Novas regras para visitar Fernando de Noronha

A gestão da visitação turística no mar e nas trilhas terrestres de Fernando de Noronha é a principal novidade do Programa de Uso Recreativo do Parque Nacional Marinho, que tem início neste sábado. O programa e o centro de visitantes do parque serão inaugurados pelo ministro do Meio Ambiente, José Sarney Filho, e ainda haverá o lançamento de uma publicação, registrando o trabalho de construção das trilhas, realizado nos últimos 4 anos, no âmbito de um convênio entre o Ibama e o WWF-Brasil.Entre as medidas de gestão da visitação, está previsto o monitoramento periódico da abundância e riqueza das espécies de peixes; do crescimento dos corais e outros fatores, para adequação constante do número de embarcações e mergulhadores permitido.

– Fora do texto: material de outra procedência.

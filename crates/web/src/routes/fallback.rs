//! Load-or-demo handling for dashboard reads.
//!
//! A failed read never takes a page down. With demo fallback enabled the
//! page shows the built-in demo records under a banner; otherwise it renders
//! empty with an error banner. Writes never go through here.

use std::future::Future;

use crate::backend::BackendError;
use crate::state::AppState;

/// Where a page's data came from.
#[derive(Debug, Clone, Copy, PartialEq, Eq)]
pub enum DataSource {
    Live,
    Demo,
}

/// The outcome of a dashboard read.
#[derive(Debug, Clone)]
pub struct Loaded<T> {
    pub data: T,
    pub source: DataSource,
    /// Message shown when the live read failed.
    pub error: Option<String>,
}

impl<T> Loaded<T> {
    /// Data read from the backend.
    pub const fn live(data: T) -> Self {
        Self {
            data,
            source: DataSource::Live,
            error: None,
        }
    }

    /// Resolve a read result, substituting `demo` (or `T::default()`) on
    /// failure.
    pub fn resolve(
        result: Result<T, BackendError>,
        label: &str,
        demo_fallback: bool,
        demo: impl FnOnce() -> T,
    ) -> Self
    where
        T: Default,
    {
        match result {
            Ok(data) => Self::live(data),
            Err(e) => {
                tracing::warn!(data = label, error = %e, demo_fallback, "Backend read failed");
                if demo_fallback {
                    Self {
                        data: demo(),
                        source: DataSource::Demo,
                        error: Some(read_failure_message(&e)),
                    }
                } else {
                    Self {
                        data: T::default(),
                        source: DataSource::Live,
                        error: Some(read_failure_message(&e)),
                    }
                }
            }
        }
    }

    /// Whether demo data is being shown.
    pub fn is_demo(&self) -> bool {
        self.source == DataSource::Demo
    }

    /// Banner to render above the page, if any.
    pub fn banner(&self) -> Option<Banner> {
        let error = self.error.as_deref()?;
        Some(if self.is_demo() {
            Banner::warning(format!("{error} Showing demo data."))
        } else {
            Banner::error(error.to_string())
        })
    }
}

/// Run a read and resolve it with the app's fallback setting.
pub async fn load<T, F>(
    state: &AppState,
    label: &str,
    read: F,
    demo: impl FnOnce() -> T,
) -> Loaded<T>
where
    T: Default,
    F: Future<Output = Result<T, BackendError>>,
{
    Loaded::resolve(read.await, label, state.demo_fallback(), demo)
}

/// Merge two loads into one banner; demo wins if either side fell back.
pub fn combined_banner<A, B>(a: &Loaded<A>, b: &Loaded<B>) -> Option<Banner> {
    match (a.banner(), b.banner()) {
        (Some(x), Some(y)) if y.is_warning() && !x.is_warning() => Some(y),
        (Some(x), _) => Some(x),
        (None, y) => y,
    }
}

fn read_failure_message(error: &BackendError) -> String {
    match error {
        BackendError::Timeout => "The data service took too long to respond.".to_string(),
        BackendError::Unauthorized => "Your session could not be verified.".to_string(),
        BackendError::RateLimited(_) => "The data service is busy right now.".to_string(),
        _ => "We couldn't load your latest data.".to_string(),
    }
}

/// Page-level notice.
#[derive(Debug, Clone, PartialEq, Eq)]
pub struct Banner {
    pub kind: &'static str,
    pub message: String,
}

impl Banner {
    #[must_use]
    pub const fn success(message: String) -> Self {
        Self {
            kind: "success",
            message,
        }
    }

    #[must_use]
    pub const fn warning(message: String) -> Self {
        Self {
            kind: "warning",
            message,
        }
    }

    #[must_use]
    pub const fn error(message: String) -> Self {
        Self {
            kind: "error",
            message,
        }
    }

    fn is_warning(&self) -> bool {
        self.kind == "warning"
    }
}

#[cfg(test)]
mod tests {
    use super::*;

    fn failed() -> Result<Vec<u32>, BackendError> {
        Err(BackendError::Api {
            status: 503,
            message: "down".to_string(),
        })
    }

    #[test]
    fn test_live_has_no_banner() {
        let loaded = Loaded::resolve(Ok(vec![1]), "stores", true, || vec![9]);
        assert_eq!(loaded.data, vec![1]);
        assert!(!loaded.is_demo());
        assert!(loaded.banner().is_none());
    }

    #[test]
    fn test_failure_with_fallback_uses_demo() {
        let loaded = Loaded::resolve(failed(), "stores", true, || vec![9]);
        assert_eq!(loaded.data, vec![9]);
        assert!(loaded.is_demo());
        let banner = loaded.banner().unwrap_or_else(|| Banner::success(String::new()));
        assert_eq!(banner.kind, "warning");
        assert!(banner.message.ends_with("Showing demo data."));
    }

    #[test]
    fn test_failure_without_fallback_is_empty() {
        let loaded = Loaded::resolve(failed(), "stores", false, || vec![9]);
        assert!(loaded.data.is_empty());
        assert!(!loaded.is_demo());
        assert_eq!(loaded.banner().map(|b| b.kind), Some("error"));
    }

    #[test]
    fn test_combined_banner_prefers_demo_warning() {
        let error_only = Loaded::resolve(failed(), "a", false, Vec::new);
        let demo = Loaded::resolve(failed(), "b", true, || vec![1]);
        let live = Loaded::live(vec![2_u32]);

        assert_eq!(
            combined_banner(&error_only, &demo).map(|b| b.kind),
            Some("warning")
        );
        assert_eq!(combined_banner(&live, &live), None);
        assert_eq!(
            combined_banner(&live, &error_only).map(|b| b.kind),
            Some("error")
        );
    }
}
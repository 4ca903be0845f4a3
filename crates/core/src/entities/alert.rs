//! System alerts shown on the dashboard.

use chrono::{DateTime, Utc};
use serde::{Deserialize, Serialize};

use crate::types::{AlertId, AlertSeverity, UserId};

/// A notice from the platform (`system_alerts` table).
///
/// Alerts with no `user_id` are broadcast to every seller.
#[derive(Debug, Clone, PartialEq, Eq, Serialize, Deserialize)]
pub struct SystemAlert {
    pub id: AlertId,
    #[serde(default)]
    pub user_id: Option<UserId>,
    pub severity: AlertSeverity,
    pub title: String,
    pub message: String,
    #[serde(default)]
    pub is_resolved: bool,
    pub created_at: DateTime<Utc>,
}

impl SystemAlert {
    /// Whether this alert targets every seller.
    #[must_use]
    pub const fn is_global(&self) -> bool {
        self.user_id.is_none()
    }

    /// Whether `user` may see this alert.
    #[must_use]
    pub fn visible_to(&self, user: UserId) -> bool {
        self.user_id.is_none_or(|owner| owner == user)
    }

    /// Whether `user` may dismiss this alert. Global alerts share one
    /// resolved flag, so only operators resolve them.
    #[must_use]
    pub fn dismissible_by(&self, user: UserId) -> bool {
        self.user_id == Some(user)
    }

    /// Keep unresolved alerts visible to `user`, most severe then newest first.
    #[must_use]
    pub fn active_for(alerts: Vec<Self>, user: UserId) -> Vec<Self> {
        let mut active: Vec<Self> = alerts
            .into_iter()
            .filter(|a| !a.is_resolved && a.visible_to(user))
            .collect();
        active.sort_by(|a, b| {
            a.severity
                .rank()
                .cmp(&b.severity.rank())
                .then_with(|| b.created_at.cmp(&a.created_at))
        });
        active
    }
}

#[cfg(test)]
mod tests {
    use super::*;
    use crate::demo;
    use crate::types::fixed_uuid;

    #[test]
    fn test_active_for_filters_and_orders() {
        let user = demo::user_id();
        let other = UserId::new(fixed_uuid(0xdead));

        let mut alerts = demo::alerts();
        let mut foreign = alerts[0].clone();
        foreign.user_id = Some(other);
        foreign.severity = AlertSeverity::Critical;
        alerts.push(foreign);

        let active = SystemAlert::active_for(alerts, user);
        assert!(active.iter().all(|a| !a.is_resolved && a.visible_to(user)));
        let ranks: Vec<u8> = active.iter().map(|a| a.severity.rank()).collect();
        let mut sorted = ranks.clone();
        sorted.sort_unstable();
        assert_eq!(ranks, sorted);
    }

    #[test]
    fn test_global_alerts_visible_to_everyone() {
        let alert = demo::alerts()
            .into_iter()
            .find(SystemAlert::is_global)
            .expect("demo data has a global alert");
        assert!(alert.visible_to(UserId::new(fixed_uuid(42))));
        assert!(!alert.dismissible_by(UserId::new(fixed_uuid(42))));
    }

    #[test]
    fn test_only_the_owner_dismisses_a_targeted_alert() {
        let owner = UserId::new(fixed_uuid(7));
        let mut alert = demo::alerts()
            .into_iter()
            .find(SystemAlert::is_global)
            .expect("demo data has a global alert");
        alert.user_id = Some(owner);
        assert!(alert.dismissible_by(owner));
        assert!(!alert.dismissible_by(UserId::new(fixed_uuid(8))));
        assert!(!alert.visible_to(UserId::new(fixed_uuid(8))));
    }
}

Nas trilhas terrestres, haverá avaliação permanente de danos a equipamentos, degradação da flora e erosão. O objetivo é não exceder a capacidade de suporte de cada ecossistema. Como costuma ocorrer na maioria das ilhas pequenas, Noronha é de natureza ecologicamente frágil e o excesso de visitação pode causar impactos sobre espécies endêmicas, como os caranguejos terrestres, ou destruir irremediavelmente formações raras, como o lapiás da Ilha Rata e formações de corais submarinas.Na verdade, a ilha já é considerada sobrecarregada com seus 2.500 habitantes e cerca de 50 mil visitantes anuais. Por isso é importante buscar caminhos para organizar a visitação, com benefícios para a população local e sem danos à natureza. A equipe do Ibama e do WWF fez um zoneamento das áreas de visitação; selecionou e implantou cinco trilhas, com sinalização de orientação, advertência e interpretação ambiental; instalou equipamentos de apoio turístico planejado (quiosques, mirantes, postos de informações e controle), produziu folhetos para orientação dos visitantes e fez o plano de monitoramento marinho e terrestre de visitação."É uma grande satisfação iniciarmos 2002, o Ano Internacional do Ecoturismo, com a inauguração do sistema e com o lançamento da publicação", comemora Sérgio Salvati, do WWF-Brasil, coodenador do programa. "Esperamos agora contribuir para a consolidação do Parque compatibilizando a visitação confortável e segura com a proteção dos ecossistemas do arquipélago". Nos próximos dois anos, ele espera obter indicadores de sustentabilidade do turismo no arquipélago e, assim, buscar sua certificação através de um selo verde, que orienta operadores de turismo ambiental internacional quanto aos melhores destinos.